Exercise - Only the lines from the start of the data through the one containing "use async_trait::async_trait;" belong in your answer; return them exactly.

[Stored data entries]
- - - - - - -

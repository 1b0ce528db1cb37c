//! Reminder planning for contract and payment deadlines.
//!
//! Business modules expose their upcoming deadlines through
//! [`ReminderSource`]. [`ReminderPlanner`] filters them by the tenant's
//! policy (lead time, cadence, enabled channels), renders the message, and
//! hands the result to [`NotificationEngine::create`], which deduplicates.

use std::sync::Arc;

use async_trait::async_trait;
use chrono::NaiveDate;
use inmo_core::notification::{
    CreateNotificationRequest, DedupKey, NotificationCategory, NotificationType,
};
use inmo_core::policy::NotificationPolicy;
use inmo_core::template::{
    self, VAR_AMOUNT, VAR_CONTRACT_NUMBER, VAR_DAYS_OVERDUE, VAR_DAYS_REMAINING, VAR_DUE_DATE,
    VAR_NAME, VAR_PROPERTY,
};
use inmo_core::types::{DbId, Timestamp};

use crate::engine::NotificationEngine;
use crate::error::EngineError;

/// Reference type recorded on reminders about a contract.
pub const REFERENCE_CONTRACT: &str = "CONTRATO";

/// Categories the planner knows how to produce.
pub const PLANNED_CATEGORIES: &[NotificationCategory] = &[
    NotificationCategory::ContractExpiry,
    NotificationCategory::PaymentDue,
    NotificationCategory::PaymentOverdue,
];

/// One person/contract deadline offered by a business module.
#[derive(Debug, Clone, PartialEq, Eq)]
pub struct ReminderCandidate {
    pub person_id: DbId,
    pub person_name: String,
    pub email: Option<String>,
    pub phone: Option<String>,
    pub contract_id: DbId,
    pub contract_number: String,
    pub property: String,
    /// Outstanding amount, already formatted for display.
    pub amount: Option<String>,
    /// Contract end date or payment due date.
    pub due_date: NaiveDate,
}

/// Supplies reminder candidates for a tenant and category.
#[async_trait]
pub trait ReminderSource: Send + Sync {
    async fn candidates(
        &self,
        tenant_id: DbId,
        category: NotificationCategory,
        today: NaiveDate,
    ) -> Result<Vec<ReminderCandidate>, EngineError>;
}

/// Tally of one planning pass.
#[derive(Debug, Clone, Copy, Default, PartialEq, Eq)]
pub struct PlanReport {
    pub candidates: usize,
    pub created: usize,
    /// Candidates that matched an active notification instead.
    pub deduplicated: usize,
    /// Candidates outside the lead-time window, inside the cadence, or
    /// without a usable channel.
    pub skipped: usize,
}

/// Creates reminder notifications from business deadlines.
pub struct ReminderPlanner {
    engine: Arc<NotificationEngine>,
    source: Arc<dyn ReminderSource>,
}

impl ReminderPlanner {
    pub fn new(engine: Arc<NotificationEngine>, source: Arc<dyn ReminderSource>) -> Self {
        Self { engine, source }
    }

    /// Plan every known category for each tenant. Errors are logged per
    /// tenant and category and do not stop the pass.
    pub async fn plan_all(&self, tenants: &[DbId], now: Timestamp) -> PlanReport {
        let mut total = PlanReport::default();
        for &tenant_id in tenants {
            for &category in PLANNED_CATEGORIES {
                match self.plan(tenant_id, category, now).await {
                    Ok(r) => {
                        total.candidates += r.candidates;
                        total.created += r.created;
                        total.deduplicated += r.deduplicated;
                        total.skipped += r.skipped;
                    }
                    Err(e) => {
                        tracing::error!(
                            tenant_id,
                            category = %category,
                            error = %e,
                            "Reminder planning failed"
                        );
                    }
                }
            }
        }
        total
    }

    /// Plan reminders of one category for one tenant.
    ///
    /// A stored but inactive policy disables planning for the pair; a missing
    /// policy plans with the defaults.
    pub async fn plan(
        &self,
        tenant_id: DbId,
        category: NotificationCategory,
        now: Timestamp,
    ) -> Result<PlanReport, EngineError> {
        let policy = match self.engine.policies().stored(tenant_id, category).await? {
            Some(p) if !p.active => {
                tracing::debug!(tenant_id, category = %category, "Policy inactive, no reminders");
                return Ok(PlanReport::default());
            }
            Some(p) => p,
            None => NotificationPolicy::default_for(tenant_id, category),
        };

        let today = now.date_naive();
        let candidates = self.source.candidates(tenant_id, category, today).await?;
        let mut report = PlanReport {
            candidates: candidates.len(),
            ..PlanReport::default()
        };

        for candidate in &candidates {
            let days_remaining = (candidate.due_date - today).num_days();
            if !in_window(category, &policy, days_remaining) {
                report.skipped += 1;
                continue;
            }

            let key = DedupKey {
                tenant_id,
                person_id: Some(candidate.person_id),
                category,
                reference_type: Some(REFERENCE_CONTRACT.to_string()),
                reference_id: Some(candidate.contract_id),
            };
            if let Some(last) = self.engine.latest_for_key(&key).await? {
                let next_allowed = last.created_at
                    + chrono::Duration::days(i64::from(policy.reminder_cadence_days));
                if now < next_allowed {
                    tracing::debug!(
                        tenant_id,
                        person_id = candidate.person_id,
                        contract_id = candidate.contract_id,
                        %next_allowed,
                        "Reminder within cadence, skipping"
                    );
                    report.skipped += 1;
                    continue;
                }
            }

            let Some((channel, destination)) = pick_channel(&policy, candidate) else {
                report.skipped += 1;
                continue;
            };

            let request = CreateNotificationRequest {
                person_id: Some(candidate.person_id),
                notification_type: Some(channel),
                category: Some(category),
                destination: Some(destination),
                subject: Some(subject(category, candidate)),
                body: Some(body(category, &policy, channel, candidate, days_remaining)),
                reference_type: Some(REFERENCE_CONTRACT.to_string()),
                reference_id: Some(candidate.contract_id),
                scheduled_at: None,
            };
            let (_, created) = self.engine.create(tenant_id, request).await?;
            if created {
                report.created += 1;
            } else {
                report.deduplicated += 1;
            }
        }

        tracing::info!(
            tenant_id,
            category = %category,
            candidates = report.candidates,
            created = report.created,
            "Reminder planning finished"
        );
        Ok(report)
    }
}

/// Whether a deadline `days_remaining` away is due for a reminder.
fn in_window(category: NotificationCategory, policy: &NotificationPolicy, days_remaining: i64) -> bool {
    let lead = i64::from(policy.lead_time_days);
    match category {
        NotificationCategory::ContractExpiry | NotificationCategory::PaymentDue => {
            (0..=lead).contains(&days_remaining)
        }
        NotificationCategory::PaymentOverdue => days_remaining < 0,
        _ => false,
    }
}

/// Email when enabled and known, otherwise WhatsApp when enabled and known.
fn pick_channel(
    policy: &NotificationPolicy,
    candidate: &ReminderCandidate,
) -> Option<(NotificationType, String)> {
    let usable = |v: &Option<String>| v.as_ref().filter(|s| !s.trim().is_empty()).cloned();

    if policy.channel_enabled(NotificationType::Email) {
        if let Some(email) = usable(&candidate.email) {
            return Some((NotificationType::Email, email));
        }
    }
    if policy.channel_enabled(NotificationType::Whatsapp) {
        if let Some(phone) = usable(&candidate.phone) {
            return Some((NotificationType::Whatsapp, phone));
        }
    }
    None
}

fn subject(category: NotificationCategory, c: &ReminderCandidate) -> String {
    match category {
        NotificationCategory::ContractExpiry => {
            format!("Aviso: Contrato próximo a vencer - {}", c.property)
        }
        NotificationCategory::PaymentOverdue => format!("URGENTE: Pago vencido - {}", c.property),
        _ => format!("Recordatorio de pago - {}", c.property),
    }
}

fn body(
    category: NotificationCategory,
    policy: &NotificationPolicy,
    channel: NotificationType,
    c: &ReminderCandidate,
    days_remaining: i64,
) -> String {
    let amount = c.amount.clone().unwrap_or_else(|| "0".to_string());

    if let Some(tpl) = policy.template_for(channel) {
        return template::render(
            tpl,
            &[
                (VAR_NAME, c.person_name.clone()),
                (VAR_PROPERTY, c.property.clone()),
                (VAR_AMOUNT, amount),
                (VAR_DUE_DATE, c.due_date.to_string()),
                (VAR_DAYS_REMAINING, days_remaining.max(0).to_string()),
                (VAR_DAYS_OVERDUE, (-days_remaining).max(0).to_string()),
                (VAR_CONTRACT_NUMBER, c.contract_number.clone()),
            ],
        );
    }

    match category {
        NotificationCategory::ContractExpiry => format!(
            "Estimado(a) {},\n\nLe informamos que su contrato de arrendamiento número {} \
             para la propiedad ubicada en {} vencerá en {} días (fecha: {}).\n\n\
             Por favor, comuníquese con nosotros para discutir la renovación o \
             terminación del contrato.\n\nSaludos cordiales,\nAdministración",
            c.person_name, c.contract_number, c.property, days_remaining, c.due_date
        ),
        NotificationCategory::PaymentOverdue => format!(
            "Estimado(a) {},\n\nLe informamos que tiene un pago vencido desde hace {} días \
             por la cantidad de ${} correspondiente a la propiedad ubicada en {}.\n\n\
             Es urgente que regularice su situación para evitar cargos adicionales.\n\n\
             Saludos cordiales,\nAdministración",
            c.person_name, -days_remaining, amount, c.property
        ),
        _ => format!(
            "Estimado(a) {},\n\nLe recordamos que tiene un pago pendiente por la cantidad \
             de ${} correspondiente a la propiedad ubicada en {}.\n\n\
             Por favor, realice su pago a la brevedad posible.\n\n\
             Saludos cordiales,\nAdministración",
            c.person_name, amount, c.property
        ),
    }
}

- - - - - - -

Response -
repository 1b0ce528db1cb37c
//! Reminder planning for contract and payment deadlines.
//!
//! Business modules expose their upcoming deadlines through
//! [`ReminderSource`]. [`ReminderPlanner`] filters them by the tenant's
//! policy (lead time, cadence, enabled channels), renders the message, and
//! hands the result to [`NotificationEngine::create`], which deduplicates.

use std::sync::Arc;

use async_trait::async_trait;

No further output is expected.